Last Updated: 07/11/2024
How does the malaria parasite transform its unique cytoskeleton to ensure disease transmission?
Objectives
This proposal aims to understand how P. falciparum assembles and utilises its distinctive microtubule cytoskeleton in three sequential and under-studied lifecycle stages; gametocyte maturation, their conversion into gametes in the mosquito and subsequent gamete fertilisation.
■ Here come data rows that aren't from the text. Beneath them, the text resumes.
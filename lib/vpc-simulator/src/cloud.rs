//! Simulated multi-region cloud implementing the provider traits

use async_trait::async_trait;
use serde::{Deserialize, Serialize};
use std::collections::{BTreeMap, HashMap};
use std::io::ErrorKind;
use std::path::Path;
use std::sync::Arc;
use tokio::sync::Mutex;
use tracing::{debug, info};
use vpc_api::Tag;
use vpc_core::provider::{
    NetworkProvider, Operation, ProviderError, ProviderErrorKind, ProviderFactory, ProviderResult,
};

use crate::error::SimulatorError;
use crate::state::RegionState;

#[derive(Clone, Copy, Debug)]
struct Fault {
    /// Calls left until the failing one; 1 means the next call fails
    countdown: u32,
    kind: ProviderErrorKind,
    persistent: bool,
}

#[derive(Default, Serialize, Deserialize)]
struct CloudState {
    regions: BTreeMap<String, RegionState>,
    #[serde(skip)]
    faults: HashMap<Operation, Fault>,
    #[serde(skip)]
    calls: HashMap<Operation, u32>,
}

impl CloudState {
    /// Count the call and apply any armed fault
    fn begin(&mut self, operation: Operation) -> ProviderResult<()> {
        *self.calls.entry(operation).or_insert(0) += 1;

        let Some(fault) = self.faults.get_mut(&operation) else {
            return Ok(());
        };
        if fault.persistent {
            return Err(injected(operation, fault.kind));
        }

        fault.countdown = fault.countdown.saturating_sub(1);
        if fault.countdown > 0 {
            return Ok(());
        }
        let kind = fault.kind;
        self.faults.remove(&operation);
        Err(injected(operation, kind))
    }
}

fn injected(operation: Operation, kind: ProviderErrorKind) -> ProviderError {
    ProviderError::new(operation, kind, "injected fault")
}

/// Shared simulated cloud; clones see the same state
#[derive(Clone, Default)]
pub struct SimulatedCloud {
    state: Arc<Mutex<CloudState>>,
}

impl SimulatedCloud {
    pub fn new() -> Self {
        Self::default()
    }

    /// Load a snapshot, starting empty when the file does not exist
    pub async fn load(path: impl AsRef<Path>) -> Result<Self, SimulatorError> {
        let path = path.as_ref();
        let state = match tokio::fs::read(path).await {
            Ok(bytes) => serde_json::from_slice(&bytes)?,
            Err(e) if e.kind() == ErrorKind::NotFound => {
                debug!("No snapshot at {}, starting empty", path.display());
                CloudState::default()
            }
            Err(e) => return Err(e.into()),
        };
        Ok(Self {
            state: Arc::new(Mutex::new(state)),
        })
    }

    /// Write the resource state (not faults or call counts) to `path`
    pub async fn save(&self, path: impl AsRef<Path>) -> Result<(), SimulatorError> {
        let path = path.as_ref();
        let json = {
            let state = self.state.lock().await;
            serde_json::to_vec_pretty(&*state)?
        };
        if let Some(parent) = path.parent() {
            tokio::fs::create_dir_all(parent).await?;
        }
        tokio::fs::write(path, json).await?;
        info!("Saved simulator snapshot to {}", path.display());
        Ok(())
    }

    /// Make the `nth` upcoming call to `operation` fail once (1 = next call)
    pub async fn fail_on(&self, operation: Operation, nth: u32, kind: ProviderErrorKind) {
        let mut state = self.state.lock().await;
        state.faults.insert(
            operation,
            Fault {
                countdown: nth.max(1),
                kind,
                persistent: false,
            },
        );
    }

    /// Make every call to `operation` fail until faults are cleared
    pub async fn fail_always(&self, operation: Operation, kind: ProviderErrorKind) {
        let mut state = self.state.lock().await;
        state.faults.insert(
            operation,
            Fault {
                countdown: 0,
                kind,
                persistent: true,
            },
        );
    }

    pub async fn clear_faults(&self) {
        self.state.lock().await.faults.clear();
    }

    /// How many times `operation` has been called, failed calls included
    pub async fn call_count(&self, operation: Operation) -> u32 {
        let state = self.state.lock().await;
        state.calls.get(&operation).copied().unwrap_or(0)
    }

    /// Copy of a region's resources
    pub async fn region_state(&self, region: &str) -> RegionState {
        let state = self.state.lock().await;
        state.regions.get(region).cloned().unwrap_or_default()
    }

    pub async fn resource_count(&self, region: &str) -> usize {
        let state = self.state.lock().await;
        state.regions.get(region).map_or(0, RegionState::resource_count)
    }

    /// Run one provider call against a region
    async fn call<T>(
        &self,
        region: &str,
        operation: Operation,
        apply: impl FnOnce(&mut RegionState) -> ProviderResult<T>,
    ) -> ProviderResult<T> {
        let mut state = self.state.lock().await;
        state.begin(operation)?;
        let result = apply(state.regions.entry(region.to_string()).or_default());
        match &result {
            Ok(_) => debug!("[{}] {} ok", region, operation),
            Err(e) => debug!("[{}] {}", region, e),
        }
        result
    }
}

impl ProviderFactory for SimulatedCloud {
    fn provider(&self, region: &str) -> ProviderResult<Arc<dyn NetworkProvider>> {
        let region = region.trim();
        if region.is_empty() {
            return Err(ProviderError::new(
                Operation::Connect,
                ProviderErrorKind::InvalidParameter,
                "region must not be empty",
            ));
        }
        Ok(Arc::new(RegionalProvider {
            region: region.to_string(),
            cloud: self.clone(),
        }))
    }
}

/// Provider client bound to one region of a [`SimulatedCloud`]
pub struct RegionalProvider {
    region: String,
    cloud: SimulatedCloud,
}

#[async_trait]
impl NetworkProvider for RegionalProvider {
    async fn create_vpc(&self, cidr: &str) -> ProviderResult<String> {
        self.cloud
            .call(&self.region, Operation::CreateVpc, |r| r.create_vpc(cidr))
            .await
    }

    async fn delete_vpc(&self, vpc_id: &str) -> ProviderResult<()> {
        self.cloud
            .call(&self.region, Operation::DeleteVpc, |r| r.delete_vpc(vpc_id))
            .await
    }

    async fn create_internet_gateway(&self) -> ProviderResult<String> {
        self.cloud
            .call(&self.region, Operation::CreateInternetGateway, |r| {
                Ok(r.create_internet_gateway())
            })
            .await
    }

    async fn attach_internet_gateway(&self, igw_id: &str, vpc_id: &str) -> ProviderResult<()> {
        self.cloud
            .call(&self.region, Operation::AttachInternetGateway, |r| {
                r.attach_internet_gateway(igw_id, vpc_id)
            })
            .await
    }

    async fn detach_internet_gateway(&self, igw_id: &str, vpc_id: &str) -> ProviderResult<()> {
        self.cloud
            .call(&self.region, Operation::DetachInternetGateway, |r| {
                r.detach_internet_gateway(igw_id, vpc_id)
            })
            .await
    }

    async fn delete_internet_gateway(&self, igw_id: &str) -> ProviderResult<()> {
        self.cloud
            .call(&self.region, Operation::DeleteInternetGateway, |r| {
                r.delete_internet_gateway(igw_id)
            })
            .await
    }

    async fn create_subnet(&self, vpc_id: &str, cidr: &str) -> ProviderResult<String> {
        self.cloud
            .call(&self.region, Operation::CreateSubnet, |r| r.create_subnet(vpc_id, cidr))
            .await
    }

    async fn set_map_public_ip_on_launch(&self, subnet_id: &str, enabled: bool) -> ProviderResult<()> {
        self.cloud
            .call(&self.region, Operation::ModifySubnetAttribute, |r| {
                r.set_map_public_ip_on_launch(subnet_id, enabled)
            })
            .await
    }

    async fn delete_subnet(&self, subnet_id: &str) -> ProviderResult<()> {
        self.cloud
            .call(&self.region, Operation::DeleteSubnet, |r| r.delete_subnet(subnet_id))
            .await
    }

    async fn create_route_table(&self, vpc_id: &str) -> ProviderResult<String> {
        self.cloud
            .call(&self.region, Operation::CreateRouteTable, |r| r.create_route_table(vpc_id))
            .await
    }

    async fn create_route(
        &self,
        route_table_id: &str,
        destination_cidr: &str,
        gateway_id: &str,
    ) -> ProviderResult<()> {
        self.cloud
            .call(&self.region, Operation::CreateRoute, |r| {
                r.create_route(route_table_id, destination_cidr, gateway_id)
            })
            .await
    }

    async fn associate_route_table(&self, route_table_id: &str, subnet_id: &str) -> ProviderResult<String> {
        self.cloud
            .call(&self.region, Operation::AssociateRouteTable, |r| {
                r.associate_route_table(route_table_id, subnet_id)
            })
            .await
    }

    async fn disassociate_route_table(&self, association_id: &str) -> ProviderResult<()> {
        self.cloud
            .call(&self.region, Operation::DisassociateRouteTable, |r| {
                r.disassociate_route_table(association_id)
            })
            .await
    }

    async fn delete_route_table(&self, route_table_id: &str) -> ProviderResult<()> {
        self.cloud
            .call(&self.region, Operation::DeleteRouteTable, |r| {
                r.delete_route_table(route_table_id)
            })
            .await
    }

    async fn tag_resource(&self, resource_id: &str, tags: &[Tag]) -> ProviderResult<()> {
        self.cloud
            .call(&self.region, Operation::CreateTags, |r| r.tag_resource(resource_id, tags))
            .await
    }

    async fn untag_resource(&self, resource_id: &str, keys: &[String]) -> ProviderResult<()> {
        self.cloud
            .call(&self.region, Operation::DeleteTags, |r| r.untag_resource(resource_id, keys))
            .await
    }
}

#[cfg(test)]
mod tests {
    use super::*;

    #[tokio::test]
    async fn test_regions_are_isolated() {
        let cloud = SimulatedCloud::new();
        let east = cloud.provider("us-east-1").unwrap();
        let west = cloud.provider("us-west-2").unwrap();

        let vpc = east.create_vpc("10.0.0.0/16").await.unwrap();
        assert_eq!(cloud.resource_count("us-east-1").await, 1);
        assert_eq!(cloud.resource_count("us-west-2").await, 0);
        assert!(west.delete_vpc(&vpc).await.unwrap_err().is_not_found());
    }

    #[tokio::test]
    async fn test_empty_region_rejected() {
        let cloud = SimulatedCloud::new();
        let err = cloud.provider("  ").err().expect("empty region accepted");
        assert_eq!(err.operation, Operation::Connect);
    }

    #[tokio::test]
    async fn test_fail_on_nth_call() {
        let cloud = SimulatedCloud::new();
        let provider = cloud.provider("us-east-1").unwrap();
        cloud.fail_on(Operation::CreateVpc, 2, ProviderErrorKind::Throttled).await;

        assert!(provider.create_vpc("10.0.0.0/16").await.is_ok());
        let err = provider.create_vpc("10.1.0.0/16").await.unwrap_err();
        assert!(err.is_retryable());
        assert!(provider.create_vpc("10.2.0.0/16").await.is_ok());

        assert_eq!(cloud.call_count(Operation::CreateVpc).await, 3);
        assert_eq!(cloud.resource_count("us-east-1").await, 2);
    }

    #[tokio::test]
    async fn test_fail_always_until_cleared() {
        let cloud = SimulatedCloud::new();
        let provider = cloud.provider("us-east-1").unwrap();
        cloud
            .fail_always(Operation::CreateInternetGateway, ProviderErrorKind::Internal)
            .await;

        assert!(provider.create_internet_gateway().await.is_err());
        assert!(provider.create_internet_gateway().await.is_err());
        cloud.clear_faults().await;
        assert!(provider.create_internet_gateway().await.is_ok());
    }

    #[tokio::test]
    async fn test_snapshot_roundtrip() {
        let dir = tempfile::tempdir().unwrap();
        let path = dir.path().join("state/cloud.json");

        let cloud = SimulatedCloud::load(&path).await.unwrap();
        let provider = cloud.provider("ap-south-1").unwrap();
        let vpc = provider.create_vpc("10.0.0.0/16").await.unwrap();
        provider.tag_resource(&vpc, &[Tag::new("Name", "snap")]).await.unwrap();
        cloud.save(&path).await.unwrap();

        let restored = SimulatedCloud::load(&path).await.unwrap();
        let region = restored.region_state("ap-south-1").await;
        assert_eq!(region, cloud.region_state("ap-south-1").await);
        assert_eq!(region.tags_of(&vpc), Some(vec![Tag::new("Name", "snap")]));
    }
}
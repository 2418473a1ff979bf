//! Splitting a VPC block into equal-sized subnets
//!
//! For `n` subnets the prefix grows by the smallest `k` with `2^k >= n`, and
//! the first `n` blocks of that size are taken in increasing address order.
//! The remaining `2^k - n` blocks are left unallocated.

use ipnetwork::Ipv4Network;
use std::net::Ipv4Addr;
use thiserror::Error;

/// Longest IPv4 prefix
pub const MAX_PREFIX: u8 = 32;

#[derive(Error, Debug, Clone, PartialEq, Eq)]
pub enum PartitionError {
    #[error("Invalid CIDR {cidr}: {reason}")]
    Malformed { cidr: String, reason: String },

    #[error("Invalid CIDR {cidr}: host bits are set, expected {network}")]
    HostBitsSet { cidr: String, network: String },

    #[error("Subnet count must be positive")]
    ZeroSubnets,

    #[error("No room for {count} subnets in {cidr}")]
    NoRoom { cidr: String, count: usize },
}

/// Parse an IPv4 block in `address/prefix` notation.
///
/// The prefix is required and the address must be the network address.
pub fn parse_ipv4_cidr(cidr: &str) -> Result<Ipv4Network, PartitionError> {
    let cidr = cidr.trim();
    if !cidr.contains('/') {
        return Err(PartitionError::Malformed {
            cidr: cidr.to_string(),
            reason: "missing prefix length".to_string(),
        });
    }

    let network: Ipv4Network = cidr.parse().map_err(|e| PartitionError::Malformed {
        cidr: cidr.to_string(),
        reason: format!("{}", e),
    })?;

    if network.ip() != network.network() {
        return Err(PartitionError::HostBitsSet {
            cidr: cidr.to_string(),
            network: format!("{}/{}", network.network(), network.prefix()),
        });
    }

    Ok(network)
}

/// Prefix length of each subnet when splitting a `/base_prefix` block `count` ways
pub fn subnet_prefix(base_prefix: u8, count: usize) -> Result<u8, PartitionError> {
    if count == 0 {
        return Err(PartitionError::ZeroSubnets);
    }

    let no_room = || PartitionError::NoRoom {
        cidr: format!("/{}", base_prefix),
        count,
    };

    let extra_bits = count
        .checked_next_power_of_two()
        .ok_or_else(no_room)?
        .trailing_zeros();
    let prefix = u32::from(base_prefix) + extra_bits;
    if prefix > u32::from(MAX_PREFIX) {
        return Err(no_room());
    }

    Ok(prefix as u8)
}

/// Split `base` into `count` contiguous subnets of equal size
pub fn partition(base: Ipv4Network, count: usize) -> Result<Vec<Ipv4Network>, PartitionError> {
    let prefix = subnet_prefix(base.prefix(), count).map_err(|e| match e {
        PartitionError::NoRoom { count, .. } => PartitionError::NoRoom {
            cidr: base.to_string(),
            count,
        },
        other => other,
    })?;

    let start = u64::from(u32::from(base.network()));
    let step = 1u64 << (MAX_PREFIX - prefix);

    (0..count as u64)
        .map(|i| {
            let addr = Ipv4Addr::from((start + i * step) as u32);
            Ipv4Network::new(addr, prefix).map_err(|e| PartitionError::Malformed {
                cidr: format!("{}/{}", addr, prefix),
                reason: format!("{}", e),
            })
        })
        .collect()
}

/// Parse `cidr` and split it into `count` subnets
pub fn partition_cidr(cidr: &str, count: usize) -> Result<Vec<Ipv4Network>, PartitionError> {
    let base = parse_ipv4_cidr(cidr)?;
    partition(base, count)
}
//! Provider resource tags
use schemars::JsonSchema;
use serde::{Deserialize, Serialize};

/// A provider resource tag
///
/// Serialized with the provider's capitalized `Key`/`Value` field names.
#[derive(Clone, Debug, PartialEq, Eq, Hash, Serialize, Deserialize, JsonSchema)]
pub struct Tag {
    #[serde(rename = "Key")]
    pub key: String,

    #[serde(rename = "Value")]
    pub value: String,
}

impl Tag {
    pub fn new(key: impl Into<String>, value: impl Into<String>) -> Self {
        Self {
            key: key.into(),
            value: value.into(),
        }
    }

    /// Parse a `key=value` pair. The value may be empty, the key may not.
    pub fn parse(pair: &str) -> Option<Self> {
        let (key, value) = pair.split_once('=')?;
        let key = key.trim();
        if key.is_empty() {
            return None;
        }
        Some(Self::new(key, value.trim()))
    }
}

#[cfg(test)]
mod tests {
    use super::*;

    #[test]
    fn test_serializes_with_provider_field_names() {
        let tag = Tag::new("Name", "prod");
        let json = serde_json::to_value(&tag).unwrap();
        assert_eq!(json, serde_json::json!({"Key": "Name", "Value": "prod"}));
    }

    #[test]
    fn test_parse() {
        assert_eq!(Tag::parse("Env=dev"), Some(Tag::new("Env", "dev")));
        assert_eq!(Tag::parse("Owner="), Some(Tag::new("Owner", "")));
        assert_eq!(Tag::parse("=dev"), None);
        assert_eq!(Tag::parse("nodelimiter"), None);
    }
}
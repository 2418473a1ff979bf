//! Retry policy for throttled provider calls

use std::future::Future;
use std::time::Duration;
use tracing::warn;

use crate::provider::ProviderResult;

/// Retry policy for provider calls
///
/// Only throttling is retried; every other failure surfaces immediately.
#[derive(Clone, Debug, PartialEq)]
pub struct RetryPolicy {
    /// Maximum number of retries after the first attempt
    pub max_retries: u32,
    /// Initial backoff duration
    pub initial_backoff: Duration,
    /// Maximum backoff duration
    pub max_backoff: Duration,
}

impl Default for RetryPolicy {
    fn default() -> Self {
        Self {
            max_retries: 3,
            initial_backoff: Duration::from_millis(100),
            max_backoff: Duration::from_secs(10),
        }
    }
}

impl RetryPolicy {
    /// A policy that never retries
    pub fn none() -> Self {
        Self {
            max_retries: 0,
            ..Self::default()
        }
    }

    /// Calculate backoff duration for the given retry count
    pub fn backoff_duration(&self, retry_count: u32) -> Duration {
        let base = self.initial_backoff.as_millis() as u64;
        let exponential = 2u64.saturating_pow(retry_count);
        let backoff_ms = base
            .saturating_mul(exponential)
            .min(self.max_backoff.as_millis() as u64);
        Duration::from_millis(backoff_ms)
    }

    /// Run `call`, retrying throttled failures with exponential backoff
    pub async fn run<T, F, Fut>(&self, mut call: F) -> ProviderResult<T>
    where
        F: FnMut() -> Fut,
        Fut: Future<Output = ProviderResult<T>>,
    {
        let mut retries = 0;
        loop {
            match call().await {
                Err(e) if e.is_retryable() && retries < self.max_retries => {
                    let backoff = self.backoff_duration(retries);
                    warn!(
                        "{} throttled, retry {}/{} in {:?}",
                        e.operation,
                        retries + 1,
                        self.max_retries,
                        backoff
                    );
                    tokio::time::sleep(backoff).await;
                    retries += 1;
                }
                result => return result,
            }
        }
    }
}

#[cfg(test)]
mod tests {
    use super::*;
    use crate::provider::{Operation, ProviderError, ProviderErrorKind};
    use std::sync::atomic::{AtomicU32, Ordering};

    fn fast() -> RetryPolicy {
        RetryPolicy {
            max_retries: 2,
            initial_backoff: Duration::from_millis(1),
            max_backoff: Duration::from_millis(2),
        }
    }

    #[test]
    fn test_backoff_duration() {
        let policy = RetryPolicy::default();
        assert_eq!(policy.backoff_duration(0), Duration::from_millis(100));
        assert_eq!(policy.backoff_duration(1), Duration::from_millis(200));
        assert_eq!(policy.backoff_duration(3), Duration::from_millis(800));
        assert_eq!(policy.backoff_duration(10), Duration::from_secs(10));
        assert_eq!(policy.backoff_duration(200), Duration::from_secs(10));
    }

    #[tokio::test]
    async fn test_retries_throttling_then_succeeds() {
        let counter = AtomicU32::new(0);
        let calls = &counter;
        let result = fast()
            .run(move || async move {
                if calls.fetch_add(1, Ordering::SeqCst) == 0 {
                    Err(ProviderError::new(Operation::CreateVpc, ProviderErrorKind::Throttled, "slow down"))
                } else {
                    Ok("vpc-1")
                }
            })
            .await;
        assert_eq!(result, Ok("vpc-1"));
        assert_eq!(counter.load(Ordering::SeqCst), 2);
    }

    #[tokio::test]
    async fn test_gives_up_after_max_retries() {
        let counter = AtomicU32::new(0);
        let calls = &counter;
        let result: ProviderResult<()> = fast()
            .run(move || async move {
                calls.fetch_add(1, Ordering::SeqCst);
                Err(ProviderError::new(Operation::CreateTags, ProviderErrorKind::Throttled, "slow down"))
            })
            .await;
        assert!(result.is_err());
        assert_eq!(counter.load(Ordering::SeqCst), 3);
    }

    #[tokio::test]
    async fn test_does_not_retry_other_failures() {
        let counter = AtomicU32::new(0);
        let calls = &counter;
        let result: ProviderResult<()> = fast()
            .run(move || async move {
                calls.fetch_add(1, Ordering::SeqCst);
                Err(ProviderError::new(Operation::DeleteVpc, ProviderErrorKind::DependencyViolation, "in use"))
            })
            .await;
        assert_eq!(result.unwrap_err().kind, ProviderErrorKind::DependencyViolation);
        assert_eq!(counter.load(Ordering::SeqCst), 1);
    }
}
//! In-process network provider
//!
//! Simulates a regional network provisioning API for tests and offline use:
//! - Resource maps per region with the provider's referential constraints
//! - Fault injection per provider operation
//! - JSON snapshots so state survives between processes
pub mod cloud;
pub mod error;
pub mod state;

pub use cloud::{RegionalProvider, SimulatedCloud};
pub use error::SimulatorError;
pub use state::RegionState;
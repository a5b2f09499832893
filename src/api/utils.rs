//! API utility functions

use axum::body::Body;
use bytes::Bytes;
use http_body_util::{BodyExt, LengthLimitError, Limited};

use crate::api::error::ApiError;

/// Collect a request body, refusing anything over `max_size` bytes.
///
/// Decompression has already happened in `RequestDecompressionLayer`, so the
/// limit applies to the decoded frame.
pub async fn read_body(body: Body, max_size: usize) -> Result<Bytes, ApiError> {
    let collected = Limited::new(body, max_size)
        .collect()
        .await
        .map_err(|err| {
            if err.downcast_ref::<LengthLimitError>().is_some() {
                ApiError::PayloadTooLarge(max_size)
            } else {
                ApiError::InvalidPayload(err.to_string())
            }
        })?;

    Ok(collected.to_bytes())
}

/// Mode label reported by the health endpoint
pub fn mode_label(is_master: bool) -> &'static str {
    if is_master { "master" } else { "slave" }
}
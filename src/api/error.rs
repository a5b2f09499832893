use axum::{Json, http::StatusCode, response::IntoResponse};
use thiserror::Error;

use super::models::ErrorResponse;

/// Failures of the HTTP envelope itself. Relay outcomes never surface here;
/// they travel inside the encoded response frame.
#[derive(Debug, Error)]
pub enum ApiError {
    #[error("payload invalid: {0}")]
    InvalidPayload(String),
    #[error("payload too large: limit is {0} bytes")]
    PayloadTooLarge(usize),
    #[error("internal error: {0}")]
    Internal(String),
}

impl ApiError {
    pub fn status_code(&self) -> StatusCode {
        match self {
            ApiError::InvalidPayload(_) => StatusCode::BAD_REQUEST,
            ApiError::PayloadTooLarge(_) => StatusCode::PAYLOAD_TOO_LARGE,
            ApiError::Internal(_) => StatusCode::INTERNAL_SERVER_ERROR,
        }
    }

    pub fn code(&self) -> &'static str {
        match self {
            ApiError::InvalidPayload(_) => "INVALID_PAYLOAD",
            ApiError::PayloadTooLarge(_) => "PAYLOAD_TOO_LARGE",
            ApiError::Internal(_) => "INTERNAL_ERROR",
        }
    }
}

impl IntoResponse for ApiError {
    fn into_response(self) -> axum::response::Response {
        let status = self.status_code();
        let body = ErrorResponse {
            code: self.code().to_string(),
            message: self.to_string(),
        };

        (status, Json(body)).into_response()
    }
}
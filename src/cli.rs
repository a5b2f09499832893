use clap::{Parser, Subcommand};
use std::net::SocketAddr;
use std::path::PathBuf;

#[derive(Parser, Debug)]
#[command(name = "relaybox")]
#[command(about = "RelayBox event relay", long_about = None)]
pub struct Cli {
    #[command(subcommand)]
    pub command: Commands,
}

#[derive(Subcommand, Debug)]
pub enum Commands {
    /// Run the relay HTTP server
    Server(ServerArgs),
}

#[derive(clap::Args, Debug)]
pub struct ServerArgs {
    /// Address to bind the HTTP server to (overrides `server.bind_addr`)
    #[arg(long)]
    pub address: Option<SocketAddr>,

    /// Configuration file (overrides `RELAYBOX_CONFIG`)
    #[arg(long)]
    pub config: Option<PathBuf>,
}
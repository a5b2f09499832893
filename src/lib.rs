pub mod api;
pub mod config;
pub mod event;
pub mod humanize;
pub mod observability;
pub mod relay;
//! `Range: bytes=<start>-<end>` values (single-range subset of RFC 7233)

use std::fmt;

/// Requested byte window. `end == None` is open-ended (`bytes=100-`).
#[derive(Debug, Clone, Copy, PartialEq, Eq)]
pub struct ByteRange {
    pub start: u64,
    pub end: Option<u64>,
}

impl ByteRange {
    /// Parse a `Range` header value. An omitted or unparsable end is
    /// open-ended; an unparsable start rejects the whole value. Only the first
    /// range of a multi-range value is considered.
    pub fn parse(value: &str) -> Option<Self> {
        let (unit, spec) = value.trim().split_once('=')?;
        if !unit.trim().eq_ignore_ascii_case("bytes") {
            return None;
        }

        let first = spec.split(',').next()?.trim();
        let (start, end) = first.split_once('-')?;
        let start = start.trim().parse::<u64>().ok()?;
        let end = end.trim().parse::<u64>().ok();

        Some(Self { start, end })
    }

    /// Window used to retry an oversized fetch. The end is `limit - 1`
    /// counted from byte zero, not from `start`.
    pub fn narrowed(start: u64, limit: u64) -> Self {
        Self {
            start,
            end: Some(limit.saturating_sub(1)),
        }
    }
}

impl fmt::Display for ByteRange {
    fn fmt(&self, f: &mut fmt::Formatter<'_>) -> fmt::Result {
        match self.end {
            Some(end) => write!(f, "bytes={}-{}", self.start, end),
            None => write!(f, "bytes={}-", self.start),
        }
    }
}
To ensure disease transmission, the malaria parasite undergoes multiple rounds of metamorphosis, as it entirely alters its cell morphology to promote uptake and establishment in the mosquito. Each round of cellular transformations is driven by an important cytoskeletal component: the cell’s microtubules. Microtubules provide organisation and shape while allowing cells to transport cargo, divide, move and oppose distortion. Their importance across eukaryotes and establishment as an effective drug target has resulted in their extensive study and emphasised their high structural conservation. Remarkably however, it was recently shown that transmission stages of P. falciparum have microtubules evolved to undertake specific roles, with structures that are strikingly different from the well-studied canonical microtubules in vertebrates. Understanding these unique structures will pave the way for structure-guided drug targeting. Using state-of-the-art in situ structural biology methodologies that span resolution and biological scales, this project will determine microtubule structures and study how their non-canonical forms confer important and unique properties to the parasite.